Принципиально новый тип небесного тела - астероид, или малую планету, обнаружил в первый день 19 столетия итальянский астроном Джузеппе Пиацци (1746-1826). Орбита первого астероида, названного Церерой, была заключена между орбитами Марса и Юпитера. В течение нескольких следующих лет немецкий астроном Генрих Вильгельм Ольберс (1758-1840) снова зарегистрировал Цереру и обнаружил два других астероида - Палладу и Весту. Вскоре между орбитами Марса и Юпитера были найдены и другие планетки. Это позволило Ольберсу предложить гипотезу о существовании в очень давние времена особой планеты Фаэтона, которая по неизвестным причинам взорвалась, и ее осколки образовали астероидный пояс. Эту идею до сих пор трудно обосновать или окончательно опровергнуть, но она, бесспорно, стимулировала интерес к законам эволюции Солнечной системы и отдельных планет.
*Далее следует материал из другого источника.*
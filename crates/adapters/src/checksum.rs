//! SHA-256 artifact verification.

use foundation_ports::ChecksumVerifier;
use foundation_shared::{ErrorEnvelope, Result};
use sha2::{Digest, Sha256};
use std::fs::File;
use std::io::Read;
use std::path::Path;

const READ_CHUNK_BYTES: usize = 64 * 1024;

/// Verifies artifacts against a hex-encoded SHA-256 digest.
///
/// An optional `sha256:` prefix on the expected value is accepted and hex
/// comparison ignores case.
#[derive(Debug, Default, Clone, Copy)]
pub struct Sha256ChecksumVerifier;

impl Sha256ChecksumVerifier {
    /// Hex digest of the file at `path`.
    pub fn digest_file(path: &Path) -> Result<String> {
        let mut file = File::open(path).map_err(|error| {
            ErrorEnvelope::from(error).with_metadata("path", path.display().to_string())
        })?;
        let mut hasher = Sha256::new();
        let mut buffer = vec![0_u8; READ_CHUNK_BYTES];
        loop {
            let read = file.read(&mut buffer).map_err(ErrorEnvelope::from)?;
            if read == 0 {
                break;
            }
            hasher.update(buffer.get(..read).unwrap_or_default());
        }
        Ok(format!("{:x}", hasher.finalize()))
    }
}

impl ChecksumVerifier for Sha256ChecksumVerifier {
    fn verify_checksum(&self, path: &Path, checksum: &str) -> Result<bool> {
        let expected = checksum.trim();
        let expected = expected.strip_prefix("sha256:").unwrap_or(expected);
        let actual = Self::digest_file(path)?;
        Ok(actual.eq_ignore_ascii_case(expected))
    }
}

#[cfg(test)]
mod tests {
    use super::*;
    use foundation_shared::ErrorCode;
    use std::path::PathBuf;

    const HELLO_SHA256: &str = "2cf24dba5fb0a30e26e83b2ac5b9e29e1b161e5c1fa7425e73043362938b9824";

    fn temp_artifact(name: &str, contents: &[u8]) -> std::io::Result<PathBuf> {
        let dir = std::env::temp_dir().join(format!("foundation-checksum-{}", std::process::id()));
        std::fs::create_dir_all(&dir)?;
        let path = dir.join(name);
        std::fs::write(&path, contents)?;
        Ok(path)
    }

    #[test]
    fn verifies_hex_digest_with_optional_prefix() -> std::result::Result<(), Box<dyn std::error::Error>> {
        let path = temp_artifact("hello.bin", b"hello")?;
        let verifier = Sha256ChecksumVerifier;

        assert!(verifier.verify_checksum(&path, HELLO_SHA256)?);
        assert!(verifier.verify_checksum(&path, &format!("sha256:{}", HELLO_SHA256.to_uppercase()))?);
        assert!(!verifier.verify_checksum(&path, "00")?);

        std::fs::remove_file(&path)?;
        Ok(())
    }

    #[test]
    fn missing_artifact_is_not_found() {
        let missing = std::env::temp_dir().join("foundation-checksum-missing.bin");
        let error = Sha256ChecksumVerifier.verify_checksum(&missing, HELLO_SHA256).err();
        assert_eq!(error.map(|error| error.code), Some(ErrorCode::not_found()));
    }
}
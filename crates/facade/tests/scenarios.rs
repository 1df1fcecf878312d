//! End-to-end behavior through the facade.

use foundation::{
    EnvReader, ErrorEnvelope, ErrorMatcher, LogLevel, ResilientErrorHandler, fallback_on_error,
    resilient,
};
use foundation_testkit::MemoryLogger;
use foundation_testkit::errors::{key_error, key_error_code, runtime_error, value_error};
use std::collections::BTreeMap;
use std::sync::Arc;

fn env(pairs: &[(&str, &str)]) -> BTreeMap<String, String> {
    pairs
        .iter()
        .map(|(key, value)| ((*key).to_string(), (*value).to_string()))
        .collect()
}

#[test]
fn suppressed_lookup_returns_fallback_with_one_info_log() {
    let logger = MemoryLogger::new();
    let handler = ResilientErrorHandler::new(0_i64, Arc::new(logger.clone()))
        .with_suppress([ErrorMatcher::Code(key_error_code())]);
    let lookup = resilient(handler, "lookup", |key: &str| {
        Err::<i64, ErrorEnvelope>(key_error(key))
    });

    assert_eq!(lookup.call("missing"), Ok(0));

    let events = logger.events();
    assert_eq!(events.len(), 1);
    assert_eq!(events[0].level, LogLevel::Info);
    let error_type = events[0]
        .field("error_type")
        .and_then(serde_json::Value::as_str)
        .unwrap_or_default();
    assert!(error_type.contains("key_error"), "error_type was {error_type}");
}

#[test]
fn default_handler_propagates_the_failure_after_logging() {
    let logger = MemoryLogger::new();
    let handler = ResilientErrorHandler::<i64>::with_default_fallback(Arc::new(logger.clone()));
    let parse = resilient(handler, "parse", |()| Err::<i64, _>(value_error("bad")));

    assert_eq!(parse.call(()), Err(value_error("bad")));

    let events = logger.events();
    assert_eq!(events.len(), 1);
    assert_eq!(events[0].level, LogLevel::Error);
}

#[test]
fn fallback_function_replaces_a_failing_fetch() {
    let logger = MemoryLogger::new();
    let fetch = fallback_on_error(|()| Ok::<_, ErrorEnvelope>("cached"), Arc::new(logger.clone()))
        .wrap("fetch", |()| Err::<&str, _>(runtime_error("upstream down")));

    assert_eq!(fetch.call(()), Ok("cached"));

    let warnings = logger.events_at(LogLevel::Warn);
    assert_eq!(warnings.len(), 1);
    assert!(warnings[0].message.contains("core:internal"));
    assert_eq!(
        warnings[0].field("error_type"),
        Some(&serde_json::Value::from("core:internal"))
    );
}

#[test]
fn blank_bool_ignores_the_default_and_warns() {
    let logger = MemoryLogger::new();
    let reader = EnvReader::new(env(&[("FOO", "")]), Arc::new(logger.clone()));

    assert_eq!(reader.get_bool("FOO", Some(true)), Ok(None));
    assert_eq!(logger.events_at(LogLevel::Warn).len(), 1);
}

#[test]
fn list_drops_empty_items() {
    let logger = MemoryLogger::new();
    let reader = EnvReader::new(env(&[("ITEMS", "x,y,,z")]), Arc::new(logger));

    assert_eq!(reader.get_list("ITEMS", None), vec!["x", "y", "z"]);
}
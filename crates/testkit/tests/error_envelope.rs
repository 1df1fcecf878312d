//! Integration tests for shared error propagation.

use foundation_shared::{ErrorClass, ErrorCode, ErrorEnvelope, ErrorKind, normalize_unexpected_error};
use foundation_testkit::errors::{key_error, key_error_code, runtime_error, value_error};
use std::error::Error;

#[test]
fn error_envelope_crosses_crates() {
    let failure = runtime_error("worker crashed");
    assert_eq!(failure.code, ErrorCode::internal());

    let boxed: Box<dyn Error> = Box::new(failure);
    let description = boxed.to_string();
    assert!(description.contains("core:internal"));
    assert!(description.contains("worker crashed"));
}

#[test]
fn normalize_unexpected_error_is_available() {
    let envelope = normalize_unexpected_error(&std::fmt::Error);
    assert_eq!(envelope.code, ErrorCode::internal());
    assert_eq!(envelope.kind, ErrorKind::Unexpected);

    let io_error = std::io::Error::new(std::io::ErrorKind::TimedOut, "timeout");
    let envelope = ErrorEnvelope::from(io_error);
    assert_eq!(envelope.code, ErrorCode::timeout());
    assert_eq!(envelope.class, ErrorClass::Retriable);
}

#[test]
fn fixtures_cover_default_and_custom_codes() {
    assert!(runtime_error("boom").has_default_code());
    assert!(!value_error("bad").has_default_code());

    let missing = key_error("user");
    assert_eq!(missing.code, key_error_code());
    assert_eq!(missing.metadata.get("key").map(String::as_str), Some("user"));
}

#[test]
fn source_walks_the_cause_chain() {
    let outer = value_error("outer").with_cause(key_error("inner"));
    let source = outer
        .source()
        .and_then(|source| source.downcast_ref::<ErrorEnvelope>());
    assert_eq!(source.map(|inner| &inner.code), Some(&key_error_code()));
    assert_eq!(outer.chain().count(), 2);
}
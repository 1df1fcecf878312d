//! Secret detection and redaction utilities.
//!
//! Environment variable names and log field keys that look like secrets never
//! have their values echoed into error metadata or log previews.

/// The redacted placeholder string.
pub const REDACTED: &str = "[REDACTED]";

const PREVIEW_ELLIPSIS: &str = "...";

/// Checks if a key/variable name likely refers to a secret.
///
/// # Examples
///
/// ```
/// use foundation_shared::is_secret_key;
///
/// assert!(is_secret_key("API_KEY"));
/// assert!(is_secret_key("password"));
/// assert!(!is_secret_key("LOG_LEVEL"));
/// ```
pub fn is_secret_key(key: &str) -> bool {
    let key = key.to_ascii_uppercase();
    key.contains("KEY")
        || key.contains("TOKEN")
        || key.contains("SECRET")
        || key.contains("PASSWORD")
        || key.contains("CREDENTIAL")
        || key.contains("AUTH")
}

/// Shortened, redaction-aware rendering of a raw value for log messages.
///
/// Values longer than `max_chars` characters are cut and suffixed with `...`.
pub fn preview_value(key: &str, value: &str, max_chars: usize) -> String {
    if is_secret_key(key) {
        return REDACTED.to_string();
    }

    let mut chars = value.char_indices();
    match chars.nth(max_chars) {
        None => value.to_string(),
        Some((cut, _)) => {
            let mut preview = String::with_capacity(cut + PREVIEW_ELLIPSIS.len());
            preview.push_str(value.get(..cut).unwrap_or(value));
            preview.push_str(PREVIEW_ELLIPSIS);
            preview
        },
    }
}
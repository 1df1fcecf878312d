//! Replace a failing call with a call to a fallback function.

use crate::handler::failure_fields;
use crate::matcher::{ErrorMatcher, matches_any};
use foundation_ports::{LogEvent, LogFields, LogLevel, LoggerPort};
use foundation_shared::{ErrorEnvelope, ErrorMetadata, Result};
use std::borrow::Cow;
use std::sync::Arc;

/// Event name for a failure handed to the fallback function.
pub const FALLBACK_EVENT: &str = "resilient.fallback";
/// Event name for a failing fallback function.
pub const FALLBACK_FAILED_EVENT: &str = "resilient.fallback_failed";

/// Calls `fallback` with the same arguments when the primary call fails.
///
/// This is a single step: a failing fallback is logged and returned with the
/// primary failure as its cause, never retried or suppressed.
#[derive(Clone)]
pub struct FallbackOnError<G> {
    matchers: Vec<ErrorMatcher>,
    log: bool,
    fallback: G,
    logger: Arc<dyn LoggerPort>,
}

/// Build a [`FallbackOnError`] policy that handles every failure and logs a
/// warning before falling back.
pub fn fallback_on_error<G>(fallback: G, logger: Arc<dyn LoggerPort>) -> FallbackOnError<G> {
    FallbackOnError {
        matchers: Vec::new(),
        log: true,
        fallback,
        logger,
    }
}

impl<G> FallbackOnError<G> {
    /// Only fall back for matching failures; an empty list means all.
    #[must_use]
    pub fn on(mut self, matchers: impl IntoIterator<Item = ErrorMatcher>) -> Self {
        self.matchers = matchers.into_iter().collect();
        self
    }

    /// Enable or disable the warning logged before falling back.
    #[must_use]
    pub const fn with_log(mut self, log: bool) -> Self {
        self.log = log;
        self
    }

    /// Bind this policy to a function.
    pub fn wrap<F>(self, name: impl Into<Cow<'static, str>>, function: F) -> WithFallback<F, G> {
        WithFallback {
            name: name.into(),
            policy: self,
            function,
        }
    }

    fn handles(&self, error: &ErrorEnvelope) -> bool {
        self.matchers.is_empty() || matches_any(&self.matchers, error)
    }

    /// Run `primary`, falling back to the policy function with a clone of `args`.
    pub fn run<A, T, F, E1, E2>(&self, function: &str, args: A, primary: F) -> Result<T>
    where
        A: Clone,
        F: FnOnce(A) -> std::result::Result<T, E1>,
        G: Fn(A) -> std::result::Result<T, E2>,
        E1: Into<ErrorEnvelope>,
        E2: Into<ErrorEnvelope>,
    {
        let error = match primary(args.clone()) {
            Ok(value) => return Ok(value),
            Err(error) => error.into(),
        };
        if !self.handles(&error) {
            return Err(error);
        }

        if self.log {
            let message = format!("{} in {function}; using fallback", error.code);
            let event = LogEvent::new(LogLevel::Warn, FALLBACK_EVENT, &message)
                .with_fields(failure_fields(&error, function, &ErrorMetadata::new()));
            self.logger.log(event);
        }

        (self.fallback)(args).map_err(|fallback_error| {
            let fallback_error = fallback_error.into();
            self.log_fallback_failure(function, &error, &fallback_error);
            fallback_error.with_cause(error)
        })
    }

    fn log_fallback_failure(
        &self,
        function: &str,
        original: &ErrorEnvelope,
        fallback_error: &ErrorEnvelope,
    ) {
        let mut fields = LogFields::new();
        fields.insert("function".into(), serde_json::Value::from(function));
        fields.insert(
            "error".into(),
            serde_json::Value::from(original.message.as_str()),
        );
        fields.insert(
            "error_type".into(),
            serde_json::Value::String(original.code.to_string()),
        );
        fields.insert(
            "fallback_error".into(),
            serde_json::Value::from(fallback_error.message.as_str()),
        );
        fields.insert(
            "fallback_error_type".into(),
            serde_json::Value::String(fallback_error.code.to_string()),
        );
        let message = format!(
            "fallback for {function} failed: {} (original: {})",
            fallback_error.message, original.message
        );
        let event = LogEvent::new(LogLevel::Error, FALLBACK_FAILED_EVENT, &message)
            .with_fields(fields)
            .with_error(fallback_error);
        self.logger.log(event);
    }
}

/// A function guarded by [`FallbackOnError`].
#[derive(Clone)]
pub struct WithFallback<F, G> {
    name: Cow<'static, str>,
    policy: FallbackOnError<G>,
    function: F,
}

impl<F, G> WithFallback<F, G> {
    /// Call the function; multiple arguments are passed as a tuple.
    pub fn call<A, T, E1, E2>(&self, args: A) -> Result<T>
    where
        A: Clone,
        F: Fn(A) -> std::result::Result<T, E1>,
        G: Fn(A) -> std::result::Result<T, E2>,
        E1: Into<ErrorEnvelope>,
        E2: Into<ErrorEnvelope>,
    {
        self.policy.run(&self.name, args, &self.function)
    }
}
Так обогащались представления о Солнечной системе, но самое впечатляющее открытие этого времени, завершившееся триумфом ньютоновской теории, было опять-таки связано с кометным бумом.
13 марта 1781 года 42-летний астроном-любитель Вильям Гершель открыл, как ему показалось, новую комету, наблюдая звезды между созвездиями Тельца и Близнецов.
Фридрих Вильгельм Гершель (1738-1822), сын ганноверского военного музыканта, сам композитор и музыкант, приехал в Англию 18-летним юношей. Здесь он, преобразовавшись в Вильяма, длительное время зарабатывал на жизнь музыкальными уроками. Постепенно он увлекся астрономией, и к 33 годам осознал, что только этот предмет по-настоящему для него интересен. Свой первый телескоп Гершель достроил в 1773 году и через год приступил к систематическим наблюдениям. К моменту упомянутого открытия он все еще оставался любителем, хотя и проявил незаурядное упорство в конструировании телескопов и наблюдениях.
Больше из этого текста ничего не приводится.